SALT LAKE CITY — This week, Democrats and Republicans are holding their final caucuses under the current state system.
A compromise was reached during the legislative session between the organization Count My Vote, which wanted to move Utah to a direct primary system, and its opposition. The agreement, known as SB54, will make some reforms to the caucus system, but will not take effect until next year.
On Tuesday night, the traditionally run caucuses began with Democrats.
At a meeting inside the Ensign Elementary School in Salt Lake City, party leaders focused less on the problems with the voting system and more on the problems with voters themselves.
“Most people don’t know anything about who their elected officials are, what any of the issues are,” said Brian Moss, a local resident in attendance.
Concern and curiosity seemed to be the primary reason why a crowd packed into the school’s cafeteria.
“People feel like they can’t make a difference. They feel like they don’t have a say and if they don’t come then yeah, they sure don’t,” said Janet McConkie, who attended the caucus with her husband.
For many, the meeting was a chance to hear from leaders in their own party, such as Sen. Luz Robles, D-Salt Lake City, who said the main issue voters should be focusing on, is getting others to vote.
“We are 47th in the nation when it comes to voting participation in Utah,” Robles said to the crowd.
Robles, who is running for the 2nd congressional district seat, does not believe the Count My Vote Initiative would have necessarily increased voter participation. While she conceded it has helped create a dialogue about reforms, she believes the real problem is a lack of public participation altogether.
“This is about voters,” Robles said. “If people are not voting we’re not going to change anything in Utah.”
It’s something Democratic Party chairman Jim Dabakis underscored in a brief address to attendees.

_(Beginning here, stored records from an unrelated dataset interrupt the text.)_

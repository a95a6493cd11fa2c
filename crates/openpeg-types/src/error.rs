//! Error types for the OpenPeg bridge.
//!
//! All errors use the `OP_ERR_` prefix convention for easy grepping in logs.
//! Error codes are grouped by subsystem:
//! - 1xx: Claim / validation errors
//! - 2xx: Dedup / idempotency errors
//! - 3xx: Authorization errors
//! - 4xx: Ledger / balance errors
//! - 5xx: Oracle / consensus errors
//! - 9xx: General / internal errors

use rust_decimal::Decimal;
use thiserror::Error;

use crate::{AccountAddress, ClaimId, OperationId, ValidatorAddress};

/// Central error enum for all OpenPeg operations.
#[derive(Debug, Error)]
pub enum OpenpegError {
    // =================================================================
    // Claim / Validation Errors (1xx)
    // =================================================================
    /// The serialized claim could not be decoded at all.
    #[error("OP_ERR_100: Malformed claim: {0}")]
    MalformedClaim(String),

    /// The claim decoded but failed structural validation.
    #[error("OP_ERR_101: Invalid claim: {reason}")]
    InvalidClaim { reason: String },

    /// The claim's operation tag is outside {lock, burn, unlock, unburn}.
    #[error("OP_ERR_102: Invalid claim type: {0:?}")]
    InvalidClaimType(String),

    /// The claim's amount is not a non-negative integer.
    #[error("OP_ERR_103: Invalid amount: {0:?}")]
    InvalidAmount(String),

    // =================================================================
    // Dedup / Idempotency Errors (2xx)
    // =================================================================
    /// A forward operation with this id was already settled.
    #[error("OP_ERR_200: Duplicate operation: {0}")]
    DuplicateOperation(OperationId),

    // =================================================================
    // Authorization Errors (3xx)
    // =================================================================
    /// The originating validator is not active in the whitelist.
    #[error("OP_ERR_300: Validator not in the whitelist: {0}")]
    UnauthorizedValidator(ValidatorAddress),

    /// The caller is not the configured bridge admin.
    #[error("OP_ERR_301: Not the bridge admin: {0}")]
    UnauthorizedAdmin(AccountAddress),

    // =================================================================
    // Ledger / Balance Errors (4xx)
    // =================================================================
    /// Not enough spendable balance to perform the transfer.
    #[error("OP_ERR_400: Insufficient balance: need {needed}, have {available}")]
    InsufficientBalance { needed: Decimal, available: Decimal },

    /// The module escrow account holds less than the requested amount.
    #[error("OP_ERR_401: Insufficient escrow in module {module} for {denom}")]
    InsufficientEscrow { module: String, denom: String },

    /// The denomination has never been seen by the ledger.
    #[error("OP_ERR_402: Unknown denomination: {0}")]
    UnknownDenom(String),

    /// Supply conservation invariant violated — critical safety alert.
    #[error("OP_ERR_403: Supply invariant violation: {reason}")]
    SupplyInvariantViolation { reason: String },

    // =================================================================
    // Oracle / Consensus Errors (5xx)
    // =================================================================
    /// This validator already submitted a claim for this prophecy.
    #[error("OP_ERR_500: Duplicate claim submission from validator: {0}")]
    DuplicateClaimSubmission(ValidatorAddress),

    /// The prophecy already reached a final status.
    #[error("OP_ERR_501: Prophecy already finalized: {0}")]
    ProphecyFinalized(ClaimId),

    /// The whitelist has no active validators; no claim can finalize.
    #[error("OP_ERR_502: Validator whitelist is empty")]
    EmptyWhitelist,

    // =================================================================
    // General / Internal (9xx)
    // =================================================================
    /// Unrecoverable internal error.
    #[error("OP_ERR_900: Internal error: {0}")]
    Internal(String),

    /// Serialization / deserialization error.
    #[error("OP_ERR_901: Serialization error: {0}")]
    Serialization(String),

    /// Configuration error (invalid threshold, missing fields, etc.).
    #[error("OP_ERR_902: Configuration error: {0}")]
    Configuration(String),
}

/// Crate-wide `Result` alias.
pub type Result<T> = std::result::Result<T, OpenpegError>;

#[cfg(test)]
mod tests {
    use super::*;

    #[test]
    fn error_display_contains_prefix() {
        let sender = AccountAddress::new("peg1sender").unwrap();
        let err = OpenpegError::DuplicateOperation(OperationId::forward(&sender, 1));
        let msg = format!("{err}");
        assert!(msg.starts_with("OP_ERR_200"), "Got: {msg}");
    }

    #[test]
    fn insufficient_balance_display() {
        let err = OpenpegError::InsufficientBalance {
            needed: Decimal::new(100, 0),
            available: Decimal::new(50, 0),
        };
        let msg = format!("{err}");
        assert!(msg.contains("OP_ERR_400"));
        assert!(msg.contains("100"));
        assert!(msg.contains("50"));
    }

    #[test]
    fn all_errors_have_op_err_prefix() {
        let validator = ValidatorAddress::new("pegvaloper1v").unwrap();
        let errors: Vec<Box<dyn std::error::Error>> = vec![
            Box::new(OpenpegError::MalformedClaim("x".into())),
            Box::new(OpenpegError::InvalidClaimType("mint".into())),
            Box::new(OpenpegError::UnauthorizedValidator(validator.clone())),
            Box::new(OpenpegError::DuplicateClaimSubmission(validator)),
            Box::new(OpenpegError::EmptyWhitelist),
            Box::new(OpenpegError::Internal("test".into())),
        ];
        for err in errors {
            let msg = format!("{err}");
            assert!(
                msg.starts_with("OP_ERR_"),
                "Error missing OP_ERR_ prefix: {msg}"
            );
        }
    }
}
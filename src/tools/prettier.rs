use anyhow::{Result, bail};
use async_trait::async_trait;
use serde::Deserialize;
use serde_json::{Value, json};
use std::path::PathBuf;

use super::process::run_command;
use super::{Tool, ToolError, parse_args};

const DEFAULT_PRETTIER_VERSION: &str = "3.4.2";

fn default_version() -> String {
    DEFAULT_PRETTIER_VERSION.to_string()
}

#[derive(Debug, Deserialize)]
#[serde(deny_unknown_fields)]
struct Args {
    file_path: PathBuf,
    #[serde(default = "default_version")]
    prettier_version: String,
}

/// A version string safe to splice into `prettier@<version>`.
fn is_valid_version(version: &str) -> bool {
    !version.is_empty()
        && version
            .chars()
            .all(|c| c.is_ascii_alphanumeric() || matches!(c, '.' | '-' | '^' | '~'))
}

/// Formats a file in place with a pinned prettier via npx.
pub struct PrettierTool;

impl PrettierTool {
    async fn run(args: Args) -> Result<String> {
        if !is_valid_version(&args.prettier_version) {
            bail!("invalid prettier version: {:?}", args.prettier_version);
        }
        if !tokio::fs::metadata(&args.file_path)
            .await
            .map(|m| m.is_file())
            .unwrap_or(false)
        {
            bail!("file not found: {}", args.file_path.display());
        }

        let package = format!("prettier@{}", args.prettier_version);
        let file = args.file_path.to_string_lossy().to_string();
        run_command("npx", &["--yes", &package, "--write", &file], None).await?;

        Ok(file)
    }
}

#[async_trait]
impl Tool for PrettierTool {
    fn name(&self) -> &str {
        "format_file_with_prettier"
    }

    fn description(&self) -> &str {
        "Format a file in place with prettier (default version 3.4.2) using npx."
    }

    fn parameters(&self) -> Value {
        json!({
            "type": "object",
            "properties": {
                "file_path": {"type": "string", "description": "File to format in place"},
                "prettier_version": {"type": "string", "description": "prettier version, default 3.4.2"}
            },
            "required": ["file_path"],
            "additionalProperties": false
        })
    }

    async fn execute(&self, args: Value) -> Result<Value, ToolError> {
        let args: Args = parse_args(args)?;
        let file = Self::run(args).await?;
        Ok(json!(file))
    }
}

“People are starting to wake up,” Dabakis said. “And that’s what I heard today that Utah democrats are different, they’re not ideological, they’re roll up your sleeves get the job done. That’s why so many people turned out today. It’s a very, very good crowd.”
Dabakis also revived the discussion of Medicaid expansion, using it to highlight why more voters need to get involved.
“This is not a common sense plan,” Dabakis said of the governor’s own Utah plan for expansion. “Do the right thing, take Medicaid expansion.”
Despite it being an off year, with no presidential election, party members were encouraged by the turnout.